Commanders and leaders
- Ivan Sirko Ivan Zhdan-Rih: Adil Giray Shirin Bey

Strength
- Unknown: Unknown

Casualties and losses
- Unknown: 3rd campaign: 3,000+ killed 500+ captured Other campaigns: Heavy

= Crimean campaigns (1668) =

The Crimean campaigns were carried by the Zaporozhian Cossacks and their Don-Kalmyk allies against the Crimean Khanate, consisting of total 4 successful campaigns into Crimea led by Ivan Sirko, on October–November 1668.

== Prelude ==

After Sirko's Sloboda–Dnieper campaign, he was in Chyhyryn with Doroshenko during September–October 1668. Sirko reorganised his Cossack army and fought against Russian Tsarist forces in Sloboda Ukraine. Doroshenko later requested Sirko to raid Crimea to disrupt Tatar support for his rival Petro Sukhovy and create favourable conditions for negotiating with Tatars, which Sirko accepted.

== Campaigns ==

In October, Ivan Sirko organised first campaign together with Ivan Zhdan-Rih. Cossacks inflictived heavy losses on Tatars and plundered several settlements, including Kaffa. Second campaign was also successful. During the third campaign, Cossacks killed or captured 3,500 Tatars.

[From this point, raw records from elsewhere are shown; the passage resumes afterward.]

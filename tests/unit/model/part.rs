//! Tests for part construction, shallow cloning and tree helpers

#[cfg(test)]
mod tests {
    use partcompose::model::{Anchor, PartData};
    use std::sync::Arc;

    fn arm(name: &str) -> Arc<PartData> {
        Arc::new(PartData::new(name, 2, 6).with_socket(Anchor::new(0.5, 0.0, 0)))
    }

    fn body() -> PartData {
        PartData::new("body.svg", 10, 10)
            .with_subpart(Anchor::new(0.0, 0.5, -1), arm("arm-left.svg"))
            .with_subpart(Anchor::new(1.0, 0.5, 1), arm("arm-right.svg"))
    }

    // Construction keeps size and starts unflipped at the origin socket
    #[test]
    fn test_new_part_defaults() {
        let part = PartData::new("wheel.svg", 4, 3);
        assert_eq!(part.image_path(), "wheel.svg");
        assert_eq!(part.width(), 4);
        assert_eq!(part.height(), 3);
        assert_eq!(part.socket(), Anchor::ORIGIN);
        assert!(part.subparts().is_empty());
        assert!(!part.flip_x());
        assert!(!part.flip_y());
        assert!(part.is_drawable());
    }

    // Grouping nodes have no image
    #[test]
    fn test_group_is_not_drawable() {
        let group = PartData::group(20, 20);
        assert!(!group.is_drawable());
        assert_eq!(group.image_path(), "");
    }

    // Clones share every child with the original
    #[test]
    fn test_clone_shares_children() {
        let original = body();
        let copy = original.clone();

        assert_eq!(copy.subparts().len(), original.subparts().len());
        for (copied, source) in copy.subparts().iter().zip(original.subparts()) {
            assert!(Arc::ptr_eq(&copied.part, &source.part));
            assert_eq!(copied.anchor, source.anchor);
        }
    }

    // Clones own their child list: growing one leaves the other alone
    #[test]
    fn test_clone_has_independent_child_list() {
        let original = body();
        let mut copy = original.clone();
        copy.add_subpart(Anchor::CENTER, arm("tail.svg"));

        assert_eq!(original.subparts().len(), 2);
        assert_eq!(copy.subparts().len(), 3);
    }

    // One part attached at several anchors stays a single shared part
    #[test]
    fn test_add_subpart_allows_repeated_attachment() {
        let wheel = Arc::new(PartData::new("wheel.svg", 3, 3));
        let mut cart = PartData::new("cart.svg", 20, 8);
        for x in [0.1, 0.3, 0.7, 0.9] {
            cart.add_subpart(Anchor::new(x, 1.0, 1), Arc::clone(&wheel));
        }

        assert_eq!(cart.subparts().len(), 4);
        assert_eq!(Arc::strong_count(&wheel), 5);
        assert!(
            cart.subparts()
                .iter()
                .all(|child| Arc::ptr_eq(&child.part, &wheel))
        );
    }

    // Deep clones are equal but share nothing
    #[test]
    fn test_deep_clone_copies_descendants() {
        let original = body();
        let copy = original.deep_clone();

        assert_eq!(copy, original);
        for (copied, source) in copy.subparts().iter().zip(original.subparts()) {
            assert!(!Arc::ptr_eq(&copied.part, &source.part));
        }
    }

    // Node count and depth include the root
    #[test]
    fn test_node_count_and_depth() {
        let hand = Arc::new(PartData::new("hand.svg", 2, 2));
        let forearm = Arc::new(
            PartData::new("forearm.svg", 2, 5).with_subpart(Anchor::new(0.5, 1.0, 0), hand),
        );
        let torso = PartData::new("torso.svg", 8, 12)
            .with_subpart(Anchor::new(0.0, 0.2, 0), Arc::clone(&forearm))
            .with_subpart(Anchor::new(1.0, 0.2, 0), forearm);

        assert_eq!(torso.node_count(), 5);
        assert_eq!(torso.depth(), 3);
        assert_eq!(PartData::new("leaf.svg", 1, 1).depth(), 1);
    }

    // Socket and anchor fractions scale with the part and floor to pixels
    #[test]
    fn test_origin_and_anchor_positions() {
        let part = PartData::new("arm.svg", 5, 8).with_socket(Anchor::new(0.5, 0.25, 0));

        assert_eq!(part.origin_at([0, 0], 1), [-2, -2]);
        assert_eq!(part.origin_at([10, 10], 3), [4, 4]);

        let elbow = Anchor::new(1.0, 0.5, 0);
        assert_eq!(part.anchor_at([4, 4], &elbow, 3), [19, 16]);

        // The socket maps back onto the attach point
        let origin = part.origin_at([7, -3], 2);
        assert_eq!(part.anchor_at(origin, &part.socket(), 2), [7, -3]);
    }
}
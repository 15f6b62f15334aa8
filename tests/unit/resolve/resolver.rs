//! Tests for resolving patterns into concrete part trees

#[cfg(test)]
mod tests {
    use partcompose::ComposeError;
    use partcompose::model::{Anchor, PartData};
    use partcompose::pattern::Pattern;
    use partcompose::resolve::{Selection, resolve};
    use std::sync::Arc;

    fn leaf(name: &str) -> Arc<Pattern> {
        Pattern::leaf(PartData::new(name, 2, 2))
    }

    fn images(part: &PartData) -> Vec<&str> {
        part.subparts()
            .iter()
            .map(|child| child.part.image_path())
            .collect()
    }

    fn two_choices() -> Pattern {
        let Ok(pattern) = Pattern::new(PartData::new("body.svg", 10, 10))
            .with_choice(
                &[Anchor::new(0.25, 0.25, 0), Anchor::new(0.75, 0.25, 0)],
                vec![
                    vec![leaf("a.svg"), leaf("b.svg")],
                    vec![leaf("c.svg"), leaf("d.svg")],
                ],
            )
            .and_then(|pattern| {
                pattern.with_choice(
                    &[Anchor::new(0.5, 0.9, -1)],
                    vec![vec![leaf("e.svg")], vec![leaf("f.svg")], vec![leaf("g.svg")]],
                )
            })
        else {
            unreachable!("arity matches");
        };
        pattern
    }

    // Children are attached choice by choice, anchor by anchor
    #[test]
    fn test_resolve_attaches_in_registration_order() {
        let pattern = two_choices();
        let Ok(part) = resolve(&pattern, &Selection::from_options(&[1, 2])) else {
            unreachable!("selection is in range");
        };

        assert_eq!(part.image_path(), "body.svg");
        assert_eq!(images(&part), ["c.svg", "d.svg", "g.svg"]);
        let anchors: Vec<Anchor> = part.subparts().iter().map(|child| child.anchor).collect();
        assert_eq!(
            anchors,
            [
                Anchor::new(0.25, 0.25, 0),
                Anchor::new(0.75, 0.25, 0),
                Anchor::new(0.5, 0.9, -1)
            ]
        );
    }

    // One choice point between two arms: each pick attaches that arm alone
    #[test]
    fn test_single_choice_between_arms() {
        let Ok(pattern) = Pattern::new(PartData::new("base.svg", 10, 10)).with_choice(
            &[Anchor::ORIGIN],
            vec![vec![leaf("arm-a.svg")], vec![leaf("arm-b.svg")]],
        ) else {
            unreachable!("arity matches");
        };

        for (option, expected) in [(0, "arm-a.svg"), (1, "arm-b.svg")] {
            let Ok(part) = resolve(&pattern, &Selection::from_options(&[option])) else {
                unreachable!("selection is in range");
            };
            assert_eq!(images(&part), [expected]);
            assert_eq!(part.subparts()[0].anchor, Anchor::ORIGIN);
        }
    }

    // Missing picks take the first option, surplus picks are ignored
    #[test]
    fn test_missing_and_surplus_picks() {
        let pattern = two_choices();

        let Ok(defaulted) = resolve(&pattern, &Selection::new()) else {
            unreachable!("empty selections always resolve");
        };
        assert_eq!(images(&defaulted), ["a.svg", "b.svg", "e.svg"]);

        let Ok(surplus) = resolve(&pattern, &Selection::from_options(&[0, 1, 5, 9])) else {
            unreachable!("surplus picks are ignored");
        };
        assert_eq!(images(&surplus), ["a.svg", "b.svg", "f.svg"]);
    }

    // Out of range picks fail without producing a tree
    #[test]
    fn test_out_of_range_pick() {
        let result = resolve(&two_choices(), &Selection::from_options(&[0, 3]));

        assert!(matches!(
            result,
            Err(ComposeError::SelectionOutOfRange {
                choice: 1,
                option: 3,
                available: 3,
            })
        ));
    }

    // Nested picks reach sub-patterns, and bad nested picks fail the whole call
    #[test]
    fn test_nested_selection() {
        let Ok(inner) = Pattern::new(PartData::group(4, 4)).with_choice(
            &[Anchor::CENTER],
            vec![vec![leaf("x.svg")], vec![leaf("y.svg")]],
        ) else {
            unreachable!("arity matches");
        };
        let inner = Arc::new(inner);
        let Ok(outer) = Pattern::new(PartData::new("outer.svg", 8, 8)).with_choice(
            &[Anchor::ORIGIN, Anchor::new(0.5, 0.0, 0)],
            vec![vec![Arc::clone(&inner), inner]],
        ) else {
            unreachable!("arity matches");
        };

        let selection = Selection::new().with_pick(
            0,
            vec![Selection::new(), Selection::from_options(&[1])],
        );
        let Ok(part) = resolve(&outer, &selection) else {
            unreachable!("selection is in range");
        };
        let leaves: Vec<Vec<&str>> = part
            .subparts()
            .iter()
            .map(|child| images(&child.part))
            .collect();
        assert_eq!(leaves, [vec!["x.svg"], vec!["y.svg"]]);

        let bad = Selection::new().with_pick(0, vec![Selection::from_options(&[2])]);
        assert!(matches!(
            resolve(&outer, &bad),
            Err(ComposeError::SelectionOutOfRange { option: 2, .. })
        ));
    }

    // The base part's own children survive, and the base is never modified
    #[test]
    fn test_base_is_shared_not_mutated() {
        let base = PartData::new("torso.svg", 10, 10)
            .with_subpart(Anchor::new(0.5, 0.0, 0), Arc::new(PartData::new("neck.svg", 2, 2)));
        let Ok(pattern) = Pattern::new(base)
            .with_choice(&[Anchor::new(0.5, 1.0, 0)], vec![vec![leaf("legs.svg")]])
        else {
            unreachable!("arity matches");
        };

        let Ok(first) = resolve(&pattern, &Selection::new()) else {
            unreachable!("empty selections always resolve");
        };
        let Ok(second) = resolve(&pattern, &Selection::new()) else {
            unreachable!("empty selections always resolve");
        };

        assert_eq!(images(&first), ["neck.svg", "legs.svg"]);
        assert_eq!(pattern.base().subparts().len(), 1);
        assert!(Arc::ptr_eq(&first.subparts()[0].part, &second.subparts()[0].part));
        assert!(Arc::ptr_eq(
            &first.subparts()[0].part,
            &pattern.base().subparts()[0].part
        ));
    }

    // Resolving from many threads at once is safe and deterministic
    #[test]
    fn test_concurrent_resolution() {
        let pattern = two_choices();
        let selection = Selection::from_options(&[1, 1]);
        let Ok(expected) = resolve(&pattern, &selection) else {
            unreachable!("selection is in range");
        };

        let (pattern, selection) = (&pattern, &selection);
        std::thread::scope(|scope| {
            let handles: Vec<_> = (0..4)
                .map(|_| scope.spawn(move || resolve(pattern, selection)))
                .collect();
            for handle in handles {
                assert!(
                    handle
                        .join()
                        .is_ok_and(|result| result.is_ok_and(|part| part == expected))
                );
            }
        });
    }
}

On November 9, Doroshenko stated about Sirko's activities: "We hereby inform you that, having heard about such a desire of the grassroots army to crush the Tatar uluses, we sent several thousand troops with cannons and a good leader, Mr. Ivan Sirko, to fight in the Tatar land." In early December, Russian ambassadors also mentioned Sirko's activities: "Hetman Doroshenko sent Sirko with various people to the Crimea to make a mess there".

Ivan Sirko launched his fourth campaign, jointly with the Don Cossacks and Kalmyks to attack Bakhchysarai. This was reportedly done by the order of Tsar. Sirko returned to the Sich after his campaign.

== Aftermath ==

On January 19, 1669, boyar Petro Sheremetyev reported: "There are five thousand Cossacks of different regiments waiting for spring: if Sirko goes to Crimea again, they will go with him". Sirko was going to fight Tatars again, but this time in Ukraine itself with Doroshenko. Sirko's campaigns inflicted heavy losses on Tatars, with Tatars now willing to negotiate with Doroshenko. However, the conditions for peace were dissatisfying for both sides and the conflict continued. Major battle took place between Doroshenko and Sirko against Sukhovy with his Tatar allies during Siege of Chyhyryn.

== See also ==

- Crimean campaign (1575)
- Battle of Kaffa (1616)
- Crimean campaign (1667)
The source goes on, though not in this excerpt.